> Your objective: From the entries below, list each line with "ArtifactInfo".

== Extracted information ==

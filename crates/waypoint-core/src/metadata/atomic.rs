//! Atomic file operations for sidecar persistence.
//!
//! Writes go to a sibling temp file with a unique PID+TID suffix, are fsynced,
//! and then renamed over the target. Readers never observe a half-written
//! sidecar.

use crate::config::ArtifactConfig;
use crate::{Result, WaypointError};
use serde::{de::DeserializeOwned, Serialize};
use std::ffi::OsString;
use std::fs::{self, File, OpenOptions};
use std::io::{Read, Write};
use std::path::{Path, PathBuf};
use std::process;
use std::thread;
use tracing::debug;

/// Read and parse a JSON file.
///
/// Returns `None` if the file doesn't exist, or an error if parsing fails.
pub fn atomic_read_json<T: DeserializeOwned>(path: &Path) -> Result<Option<T>> {
    if !path.exists() {
        return Ok(None);
    }

    let mut file = File::open(path).map_err(|e| WaypointError::io_with_path(e, path))?;

    let mut contents = String::new();
    file.read_to_string(&mut contents)
        .map_err(|e| WaypointError::io_with_path(e, path))?;

    let data: T = serde_json::from_str(&contents).map_err(|e| WaypointError::Json {
        message: format!("Failed to parse {}: {}", path.display(), e),
        source: Some(e),
    })?;

    Ok(Some(data))
}

/// Write data to a JSON file atomically, replacing any previous content.
pub fn atomic_write_json<T: Serialize>(path: &Path, data: &T) -> Result<()> {
    if let Some(parent) = path.parent() {
        if !parent.as_os_str().is_empty() && !parent.exists() {
            fs::create_dir_all(parent).map_err(|e| WaypointError::io_with_path(e, parent))?;
        }
    }

    let temp_path = temp_path_for(path);

    let serialized = serde_json::to_string_pretty(data).map_err(|e| WaypointError::Json {
        message: format!("Failed to serialize data: {}", e),
        source: Some(e),
    })?;

    {
        let mut file = OpenOptions::new()
            .write(true)
            .create(true)
            .truncate(true)
            .open(&temp_path)
            .map_err(|e| WaypointError::io_with_path(e, &temp_path))?;

        file.write_all(serialized.as_bytes())
            .map_err(|e| WaypointError::io_with_path(e, &temp_path))?;
        file.flush()
            .map_err(|e| WaypointError::io_with_path(e, &temp_path))?;
        file.sync_all()
            .map_err(|e| WaypointError::io_with_path(e, &temp_path))?;
    }

    if let Err(e) = fs::rename(&temp_path, path) {
        let _ = fs::remove_file(&temp_path);
        return Err(WaypointError::Io {
            message: format!(
                "Failed to rename {} to {}",
                temp_path.display(),
                path.display()
            ),
            path: Some(path.to_path_buf()),
            source: Some(e),
        });
    }

    debug!("Atomically wrote {}", path.display());
    Ok(())
}

/// Sibling temp path: `<name>.<pid>.<tid>.tmp`.
fn temp_path_for(path: &Path) -> PathBuf {
    let mut name = path
        .file_name()
        .map(OsString::from)
        .unwrap_or_else(|| OsString::from("sidecar"));
    name.push(format!(
        ".{}.{}{}",
        process::id(),
        thread_id(),
        ArtifactConfig::TEMP_SUFFIX
    ));
    path.with_file_name(name)
}

/// Get a unique thread identifier.
fn thread_id() -> u64 {
    use std::collections::hash_map::DefaultHasher;
    use std::hash::{Hash, Hasher};
    let mut hasher = DefaultHasher::new();
    thread::current().id().hash(&mut hasher);
    hasher.finish()
}
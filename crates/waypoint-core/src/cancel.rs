//! Cancellation token for the background monitor.
//!
//! A clone-able flag that the monitor loop can both poll between artifacts
//! and await while it sleeps between ticks, so `stop()` wakes it immediately.

use std::sync::atomic::{AtomicBool, Ordering};
use std::sync::Arc;
use tokio::sync::Notify;

#[derive(Debug, Default)]
struct Inner {
    cancelled: AtomicBool,
    notify: Notify,
}

/// A cancellation token for cooperative cancellation of async operations.
///
/// When `cancel()` is called on any clone, all clones observe the
/// cancellation and every pending [`CancellationToken::cancelled`] future
/// resolves.
///
/// # Example
///
/// ```
/// use waypoint_core::cancel::CancellationToken;
///
/// let token = CancellationToken::new();
/// let token_clone = token.clone();
///
/// token_clone.cancel();
/// assert!(token.is_cancelled());
/// ```
#[derive(Debug, Clone, Default)]
pub struct CancellationToken {
    inner: Arc<Inner>,
}

impl CancellationToken {
    /// Create a new cancellation token.
    pub fn new() -> Self {
        Self::default()
    }

    /// Request cancellation.
    pub fn cancel(&self) {
        self.inner.cancelled.store(true, Ordering::SeqCst);
        self.inner.notify.notify_waiters();
    }

    /// Check if cancellation has been requested.
    pub fn is_cancelled(&self) -> bool {
        self.inner.cancelled.load(Ordering::SeqCst)
    }

    /// Wait until cancellation is requested.
    pub async fn cancelled(&self) {
        loop {
            // Register interest before checking the flag so a concurrent
            // cancel() between the check and the await is not missed.
            let notified = self.inner.notify.notified();
            tokio::pin!(notified);
            notified.as_mut().enable();

            if self.is_cancelled() {
                return;
            }
            notified.await;
        }
    }
}
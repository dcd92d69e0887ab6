//! Quarantine for corrupted checkpoints.
//!
//! A bad artifact is renamed in place to `<name>.corrupted` so it drops out
//! of candidate enumeration but stays on disk for inspection. If that name is
//! already taken by an earlier quarantine, `<name>.<n>.corrupted` is used.
//! Nothing here deletes data, and quarantined files are never purged.

use crate::artifact::store::append_to_file_name;
use crate::artifact::ArtifactStore;
use crate::config::ArtifactConfig;
use crate::error::{Result, WaypointError};
use std::path::{Path, PathBuf};
use tracing::{debug, warn};

/// Upper bound on numbered quarantine names tried for one artifact.
const MAX_QUARANTINE_SLOTS: u32 = 10_000;

/// Renames artifacts that failed validation.
#[derive(Debug, Clone, Default)]
pub struct CorruptionHandler;

impl CorruptionHandler {
    pub fn new() -> Self {
        Self
    }

    /// Quarantine `path`.
    ///
    /// Returns `true` if the artifact was renamed, `false` if there was
    /// nothing to do (already quarantined, or no longer present) or the
    /// rename failed. Failures are logged, never raised, so a resolver can
    /// keep walking its candidates.
    pub fn quarantine(&self, path: &Path) -> bool {
        match self.try_quarantine(path) {
            Ok(Some(target)) => {
                warn!(
                    "Quarantined corrupted artifact {} as {}",
                    path.display(),
                    target.display()
                );
                true
            }
            Ok(None) => false,
            Err(e) => {
                warn!("Failed to quarantine {}: {}", path.display(), e);
                false
            }
        }
    }

    /// Quarantine `path`, returning the new location if a rename happened.
    pub fn try_quarantine(&self, path: &Path) -> Result<Option<PathBuf>> {
        if ArtifactStore::is_quarantined(path) {
            debug!("{} is already quarantined", path.display());
            return Ok(None);
        }

        match std::fs::symlink_metadata(path) {
            Ok(meta) if meta.is_dir() => {
                debug!("Refusing to quarantine directory {}", path.display());
                return Ok(None);
            }
            Ok(_) => {}
            Err(e) if e.kind() == std::io::ErrorKind::NotFound => {
                debug!("{} no longer exists, nothing to quarantine", path.display());
                return Ok(None);
            }
            Err(e) => return Err(WaypointError::io_with_path(e, path)),
        }

        let target = Self::free_quarantine_path(path)?;
        std::fs::rename(path, &target).map_err(|e| WaypointError::io_with_path(e, path))?;
        Ok(Some(target))
    }

    /// Preferred quarantine location for `path`.
    pub fn quarantine_path(path: &Path) -> PathBuf {
        append_to_file_name(path, ArtifactConfig::QUARANTINE_SUFFIX)
    }

    fn free_quarantine_path(path: &Path) -> Result<PathBuf> {
        let preferred = Self::quarantine_path(path);
        if !preferred.exists() {
            return Ok(preferred);
        }

        for n in 1..=MAX_QUARANTINE_SLOTS {
            let candidate = append_to_file_name(
                path,
                &format!(".{}{}", n, ArtifactConfig::QUARANTINE_SUFFIX),
            );
            if !candidate.exists() {
                return Ok(candidate);
            }
        }

        Err(WaypointError::Other(format!(
            "no free quarantine name left for {}",
            path.display()
        )))
    }
}

#[cfg(test)]
mod tests {
    use super::*;
    use tempfile::TempDir;

    fn listing(dir: &Path) -> Vec<String> {
        let mut names: Vec<String> = std::fs::read_dir(dir)
            .unwrap()
            .map(|e| e.unwrap().file_name().to_string_lossy().to_string())
            .collect();
        names.sort();
        names
    }

    #[test]
    fn test_quarantine_renames_in_place() {
        let temp = TempDir::new().unwrap();
        let path = temp.path().join("model_best");
        std::fs::write(&path, b"broken").unwrap();

        assert!(CorruptionHandler::new().quarantine(&path));
        assert!(!path.exists());

        let target = temp.path().join("model_best.corrupted");
        assert_eq!(std::fs::read(target).unwrap(), b"broken");
    }

    #[test]
    fn test_quarantine_is_idempotent() {
        let temp = TempDir::new().unwrap();
        let path = temp.path().join("model_best");
        std::fs::write(&path, b"broken").unwrap();
        let handler = CorruptionHandler::new();

        assert!(handler.quarantine(&path));
        let after_once = listing(temp.path());

        assert!(!handler.quarantine(&path));
        assert_eq!(listing(temp.path()), after_once);

        let quarantined = temp.path().join("model_best.corrupted");
        assert!(!handler.quarantine(&quarantined));
        assert_eq!(listing(temp.path()), after_once);
    }

    #[test]
    fn test_existing_quarantine_is_preserved() {
        let temp = TempDir::new().unwrap();
        let path = temp.path().join("model_best");
        let handler = CorruptionHandler::new();

        std::fs::write(&path, b"first").unwrap();
        assert!(handler.quarantine(&path));
        std::fs::write(&path, b"second").unwrap();
        assert!(handler.quarantine(&path));

        assert_eq!(
            listing(temp.path()),
            vec!["model_best.1.corrupted", "model_best.corrupted"]
        );
        assert_eq!(
            std::fs::read(temp.path().join("model_best.corrupted")).unwrap(),
            b"first"
        );
    }

    #[test]
    fn test_directories_are_left_alone() {
        let temp = TempDir::new().unwrap();
        let dir = temp.path().join("model_best");
        std::fs::create_dir(&dir).unwrap();

        assert!(!CorruptionHandler::new().quarantine(&dir));
        assert!(dir.is_dir());
    }
}
//! Checkpoint validation.
//!
//! Checks run in order and stop at the first failure:
//! 1. the path exists
//! 2. it is a regular file
//! 3. size is at least the configured minimum (guards truncated writes)
//! 4. the container fully decodes
//! 5. the decoded header is a mapping
//! 6. every essential key is present
//!
//! Validation sits inside the resolver's fallback chain, so it never returns
//! an error: every failure mode becomes a [`ValidationFailure`].

use crate::artifact::{decode, ArtifactInfo, FormatError};
use crate::config::CheckpointConfig;
use serde::{Deserialize, Serialize};
use std::path::{Path, PathBuf};
use thiserror::Error;
use tracing::debug;

/// Why an artifact was rejected.
#[derive(Debug, Clone, PartialEq, Eq, Error, Serialize, Deserialize)]
#[serde(tag = "code", rename_all = "snake_case")]
pub enum ValidationFailure {
    #[error("artifact does not exist")]
    Missing,

    #[error("path is not a regular file")]
    NotAFile,

    #[error("artifact cannot be read: {message}")]
    Unreadable { message: String },

    #[error("artifact is {size} bytes, below the {minimum} byte minimum")]
    SizeTooSmall { size: u64, minimum: u64 },

    #[error("artifact failed to deserialize: {message}")]
    Deserialization { message: String },

    #[error("artifact is not a mapping: {message}")]
    StructuralMismatch { message: String },

    #[error("artifact is missing essential keys: {}", .missing.join(", "))]
    MissingEssentialKeys { missing: Vec<String> },
}

impl ValidationFailure {
    /// Failures that indicate a damaged artifact worth quarantining.
    ///
    /// Missing paths, directories and permission problems say nothing
    /// about the artifact bytes and are never quarantined.
    pub fn is_corruption(&self) -> bool {
        matches!(
            self,
            ValidationFailure::SizeTooSmall { .. }
                | ValidationFailure::Deserialization { .. }
                | ValidationFailure::StructuralMismatch { .. }
                | ValidationFailure::MissingEssentialKeys { .. }
        )
    }

    pub fn code(&self) -> &'static str {
        match self {
            ValidationFailure::Missing => "missing",
            ValidationFailure::NotAFile => "not_a_file",
            ValidationFailure::Unreadable { .. } => "unreadable",
            ValidationFailure::SizeTooSmall { .. } => "size_too_small",
            ValidationFailure::Deserialization { .. } => "deserialization",
            ValidationFailure::StructuralMismatch { .. } => "structural_mismatch",
            ValidationFailure::MissingEssentialKeys { .. } => "missing_essential_keys",
        }
    }
}

/// Outcome of validating one path.
#[derive(Debug, Clone, PartialEq, Eq, Serialize, Deserialize)]
#[serde(rename_all = "camelCase")]
pub struct ValidationReport {
    pub ok: bool,
    pub reason: Option<ValidationFailure>,
    pub info: ArtifactInfo,
}

impl ValidationReport {
    fn failed(info: ArtifactInfo, reason: ValidationFailure) -> Self {
        Self {
            ok: false,
            reason: Some(reason),
            info,
        }
    }
}

/// Decides whether an artifact is usable.
#[derive(Debug, Clone)]
pub struct Validator {
    min_valid_size_bytes: u64,
    essential_keys: Vec<String>,
}

impl Validator {
    pub fn new(min_valid_size_bytes: u64, essential_keys: Vec<String>) -> Self {
        Self {
            min_valid_size_bytes,
            essential_keys,
        }
    }

    pub fn from_config(config: &CheckpointConfig) -> Self {
        Self::new(config.min_valid_size_bytes, config.essential_keys.clone())
    }

    pub fn min_valid_size_bytes(&self) -> u64 {
        self.min_valid_size_bytes
    }

    pub fn essential_keys(&self) -> &[String] {
        &self.essential_keys
    }

    /// Validate the artifact at `path`.
    pub fn validate(&self, path: impl AsRef<Path>) -> ValidationReport {
        let path = path.as_ref();
        let report = self.run_checks(path.to_path_buf());
        match &report.reason {
            None => debug!("{} passed validation", path.display()),
            Some(reason) => debug!("{} failed validation: {}", path.display(), reason),
        }
        report
    }

    fn run_checks(&self, path: PathBuf) -> ValidationReport {
        let mut info = ArtifactInfo::unchecked(path);

        let metadata = match std::fs::metadata(&info.path) {
            Ok(m) => m,
            Err(e) if e.kind() == std::io::ErrorKind::NotFound => {
                return ValidationReport::failed(info, ValidationFailure::Missing);
            }
            Err(e) => {
                return ValidationReport::failed(
                    info,
                    ValidationFailure::Unreadable {
                        message: e.to_string(),
                    },
                );
            }
        };
        info.exists = true;

        if !metadata.is_file() {
            return ValidationReport::failed(info, ValidationFailure::NotAFile);
        }

        info.size_bytes = metadata.len();
        if info.size_bytes < self.min_valid_size_bytes {
            let reason = ValidationFailure::SizeTooSmall {
                size: info.size_bytes,
                minimum: self.min_valid_size_bytes,
            };
            return ValidationReport::failed(info, reason);
        }

        let decoded = match decode(&info.path) {
            Ok(decoded) => decoded,
            Err(FormatError::Io(e)) if is_access_error(&e) => {
                return ValidationReport::failed(
                    info,
                    ValidationFailure::Unreadable {
                        message: e.to_string(),
                    },
                );
            }
            Err(e) => {
                return ValidationReport::failed(
                    info,
                    ValidationFailure::Deserialization {
                        message: e.to_string(),
                    },
                );
            }
        };

        if !decoded.is_mapping() {
            let reason = ValidationFailure::StructuralMismatch {
                message: format!("header is {}", json_kind(&decoded.header)),
            };
            return ValidationReport::failed(info, reason);
        }

        let keys = decoded.top_level_keys();
        info.top_level_key_count = keys.len();

        let missing: Vec<String> = self
            .essential_keys
            .iter()
            .filter(|k| !keys.contains(k.as_str()))
            .cloned()
            .collect();
        if !missing.is_empty() {
            return ValidationReport::failed(
                info,
                ValidationFailure::MissingEssentialKeys { missing },
            );
        }

        info.has_essential_keys = true;
        info.is_valid = true;
        ValidationReport {
            ok: true,
            reason: None,
            info,
        }
    }
}

fn is_access_error(err: &std::io::Error) -> bool {
    matches!(
        err.kind(),
        std::io::ErrorKind::PermissionDenied | std::io::ErrorKind::NotFound
    )
}

fn json_kind(value: &serde_json::Value) -> &'static str {
    match value {
        serde_json::Value::Null => "null",
        serde_json::Value::Bool(_) => "a boolean",
        serde_json::Value::Number(_) => "a number",
        serde_json::Value::String(_) => "a string",
        serde_json::Value::Array(_) => "an array",
        serde_json::Value::Object(_) => "a mapping",
    }
}

#[cfg(test)]
mod tests {
    use super::*;
    use crate::artifact::{write_artifact, ArtifactEntry};
    use std::collections::BTreeMap;
    use tempfile::TempDir;

    fn keys() -> Vec<String> {
        vec!["model".to_string(), "vocab".to_string()]
    }

    fn write_valid(path: &Path) -> u64 {
        write_artifact(
            path,
            &[
                ArtifactEntry::bytes("model.weight", vec![1u8; 64]),
                ArtifactEntry::bytes("vocab", b"<pad> <s> </s>".to_vec()),
            ],
            &BTreeMap::new(),
        )
        .unwrap()
    }

    fn write_raw_header(path: &Path, header: &[u8]) {
        let mut bytes = (header.len() as u64).to_le_bytes().to_vec();
        bytes.extend_from_slice(header);
        std::fs::write(path, bytes).unwrap();
    }

    #[test]
    fn test_valid_artifact() {
        let temp = TempDir::new().unwrap();
        let path = temp.path().join("model_last");
        let size = write_valid(&path);

        let report = Validator::new(0, keys()).validate(&path);
        assert!(report.ok);
        assert!(report.reason.is_none());
        assert!(report.info.exists);
        assert!(report.info.is_valid);
        assert!(report.info.has_essential_keys);
        assert_eq!(report.info.size_bytes, size);
        assert_eq!(report.info.top_level_key_count, 2);
    }

    #[test]
    fn test_size_boundary() {
        let temp = TempDir::new().unwrap();
        let path = temp.path().join("model_last");
        let size = write_valid(&path);

        assert!(Validator::new(size, keys()).validate(&path).ok);

        let report = Validator::new(size + 1, keys()).validate(&path);
        assert!(!report.ok);
        assert_eq!(
            report.reason,
            Some(ValidationFailure::SizeTooSmall {
                size,
                minimum: size + 1
            })
        );
    }

    #[test]
    fn test_missing_path() {
        let temp = TempDir::new().unwrap();
        let report = Validator::new(0, keys()).validate(temp.path().join("absent"));
        assert_eq!(report.reason, Some(ValidationFailure::Missing));
        assert!(!report.info.exists);
        assert!(!report.reason.unwrap().is_corruption());
    }

    #[test]
    fn test_directory_is_not_a_file() {
        let temp = TempDir::new().unwrap();
        let report = Validator::new(0, keys()).validate(temp.path());
        assert_eq!(report.reason, Some(ValidationFailure::NotAFile));
        assert!(report.info.exists);
    }

    #[test]
    fn test_empty_file() {
        let temp = TempDir::new().unwrap();
        let path = temp.path().join("empty");
        std::fs::write(&path, b"").unwrap();

        let report = Validator::new(0, keys()).validate(&path);
        assert!(matches!(
            report.reason,
            Some(ValidationFailure::Deserialization { .. })
        ));
        assert!(report.reason.unwrap().is_corruption());
    }

    #[test]
    fn test_arbitrary_binary() {
        let temp = TempDir::new().unwrap();
        let validator = Validator::new(0, keys());

        for (i, seed) in [0u8, 7, 0x7b, 0xff].iter().enumerate() {
            let path = temp.path().join(format!("noise_{}", i));
            let bytes: Vec<u8> = (0..257u32)
                .map(|n| (n as u8).wrapping_mul(31).wrapping_add(*seed))
                .collect();
            std::fs::write(&path, bytes).unwrap();

            let report = validator.validate(&path);
            assert!(!report.ok);
            assert!(report.reason.unwrap().is_corruption());
        }
    }

    #[test]
    fn test_invalid_json_header() {
        let temp = TempDir::new().unwrap();
        let path = temp.path().join("bad_json");
        write_raw_header(&path, b"{\"model\": ");

        let report = Validator::new(0, keys()).validate(&path);
        assert!(matches!(
            report.reason,
            Some(ValidationFailure::Deserialization { .. })
        ));
    }

    #[test]
    fn test_non_mapping_header() {
        let temp = TempDir::new().unwrap();
        let path = temp.path().join("list");
        write_raw_header(&path, b"[\"model\", \"vocab\"]");

        let report = Validator::new(0, keys()).validate(&path);
        assert_eq!(
            report.reason,
            Some(ValidationFailure::StructuralMismatch {
                message: "header is an array".to_string()
            })
        );
    }

    #[test]
    fn test_missing_essential_keys() {
        let temp = TempDir::new().unwrap();
        let path = temp.path().join("weights_only");
        write_artifact(
            &path,
            &[ArtifactEntry::bytes("model.weight", vec![0u8; 8])],
            &BTreeMap::new(),
        )
        .unwrap();

        let report = Validator::new(0, keys()).validate(&path);
        assert_eq!(
            report.reason,
            Some(ValidationFailure::MissingEssentialKeys {
                missing: vec!["vocab".to_string()]
            })
        );
        assert_eq!(report.info.top_level_key_count, 1);
        assert!(!report.info.has_essential_keys);
    }

    #[test]
    fn test_failure_messages() {
        let failure = ValidationFailure::MissingEssentialKeys {
            missing: vec!["model".to_string(), "vocab".to_string()],
        };
        assert_eq!(
            failure.to_string(),
            "artifact is missing essential keys: model, vocab"
        );
        assert_eq!(failure.code(), "missing_essential_keys");
    }
}
use assert_cmd::Command;

#[test]
fn history_flag_prints_and_exits_without_tty() {
    let home = tempfile::tempdir().unwrap();
    let output = Command::cargo_bin("typerush")
        .unwrap()
        .env("HOME", home.path())
        .env("XDG_CONFIG_HOME", home.path().join(".config"))
        .arg("--history")
        .output()
        .unwrap();

    assert!(output.status.success());
    assert_eq!(String::from_utf8_lossy(&output.stdout).trim(), "no games yet");
}

#[test]
fn refuses_to_play_without_tty() {
    let home = tempfile::tempdir().unwrap();
    let output = Command::cargo_bin("typerush")
        .unwrap()
        .env("HOME", home.path())
        .env("XDG_CONFIG_HOME", home.path().join(".config"))
        .write_stdin("")
        .output()
        .unwrap();

    assert!(!output.status.success());
    assert!(String::from_utf8_lossy(&output.stderr).contains("stdin must be a tty"));
}
use clap::{error::ErrorKind, CommandFactory, Parser};
use crossterm::{
    execute,
    terminal::{disable_raw_mode, enable_raw_mode, EnterAlternateScreen, LeaveAlternateScreen},
    tty::IsTty,
};
use itertools::Itertools;
use ratatui::{
    backend::{Backend, CrosstermBackend},
    Terminal,
};
use std::{
    error::Error,
    io::{self, stdin, Write},
    sync::Arc,
    time::Duration,
};
use tracing::warn;

use typerush::{
    app::{App, TerminalApp},
    app_dirs::AppDirs,
    clock::{SessionClock, ThreadScheduler},
    config::{Config, ConfigStore, FileConfigStore},
    logging,
    records::{RecordLog, RecordStore},
    runtime::{CrosstermEventSource, Runner},
    session::{GameSession, SessionConfig},
    storage::{KeyValueStore, MemoryStore, SqliteStore},
    word_source::WordSource,
};

/// How long the loop waits for an event before redrawing anyway
const POLL_INTERVAL: Duration = Duration::from_millis(250);

/// timed word-typing game for the terminal
#[derive(Parser, Debug, Clone)]
#[clap(
    version,
    about,
    long_about = "Type as many words as you can before the clock runs out. Words come from a remote word list (with a built-in fallback) and every finished game is added to a local score history."
)]
pub struct Cli {
    /// length of a session in seconds
    #[clap(short = 's', long, value_parser = clap::value_parser!(u32).range(1..))]
    secs: Option<u32>,

    /// endpoint returning a JSON array of {"word": ...} records
    #[clap(long)]
    api_url: Option<String>,

    /// seconds to wait for the word endpoint
    #[clap(long)]
    timeout: Option<u64>,

    /// never contact the word endpoint; play with the built-in word list
    #[clap(long)]
    offline: bool,

    /// print the score history and exit
    #[clap(long)]
    history: bool,

    /// write the effective settings to the config file
    #[clap(long)]
    save_config: bool,
}

impl Cli {
    /// Command-line values win over the stored config
    fn apply(&self, mut config: Config) -> Config {
        if let Some(secs) = self.secs {
            config.session_secs = secs;
        }
        if let Some(url) = &self.api_url {
            config.word_api_url = url.clone();
        }
        if let Some(timeout) = self.timeout {
            config.fetch_timeout_secs = timeout;
        }
        if self.offline {
            config.offline = true;
        }
        config
    }
}

fn open_storage() -> Box<dyn KeyValueStore> {
    match SqliteStore::new() {
        Ok(store) => Box::new(store),
        Err(err) => {
            warn!(error = %err, "could not open storage, history will not persist");
            Box::new(MemoryStore::new())
        }
    }
}

/// Newest first, one record per line
fn format_history(log: &RecordLog) -> String {
    if log.is_empty() {
        return String::from("no games yet");
    }
    log.iter().rev().map(|entry| entry.to_record_string()).join("\n")
}

fn main() -> Result<(), Box<dyn Error>> {
    let cli = Cli::parse();
    logging::init(AppDirs::log_path());

    let config_store = FileConfigStore::default();
    let config = cli.apply(config_store.load());
    if cli.save_config {
        config_store.save(&config)?;
    }

    if cli.history {
        let records = RecordStore::new(open_storage());
        writeln!(io::stdout(), "{}", format_history(&records.load_all()))?;
        return Ok(());
    }

    if !stdin().is_tty() {
        let mut cmd = Cli::command();
        cmd.error(ErrorKind::Io, "stdin must be a tty").exit();
    }

    enable_raw_mode()?;

    let mut stdout = io::stdout();
    execute!(stdout, EnterAlternateScreen)?;
    let backend = CrosstermBackend::new(stdout);
    let mut terminal = Terminal::new(backend)?;

    let result = start_tui(&mut terminal, &config);

    disable_raw_mode()?;
    execute!(terminal.backend_mut(), LeaveAlternateScreen)?;
    terminal.show_cursor()?;

    result
}

fn start_tui<B: Backend>(terminal: &mut Terminal<B>, config: &Config) -> Result<(), Box<dyn Error>> {
    let runner = Runner::new(CrosstermEventSource::new(), POLL_INTERVAL);
    let clock = SessionClock::new(ThreadScheduler::new(runner.sender()));
    let session = GameSession::new(
        SessionConfig::from(config),
        clock,
        RecordStore::new(open_storage()),
    );
    let mut app: TerminalApp = App::new(
        session,
        Arc::new(WordSource::from_config(config)),
        runner.sender(),
    );
    app.boot();

    loop {
        terminal.draw(|f| f.render_widget(&app, f.area()))?;

        if let Some(event) = runner.step() {
            app.handle_event(event);
        }
        if app.should_quit() {
            break;
        }
    }

    Ok(())
}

===

> Solution for this task:
use crate::artifact::{decode, ArtifactInfo, FormatError};
    pub info: ArtifactInfo,
    fn failed(info: ArtifactInfo, reason: ValidationFailure) -> Self {
        let mut info = ArtifactInfo::unchecked(path);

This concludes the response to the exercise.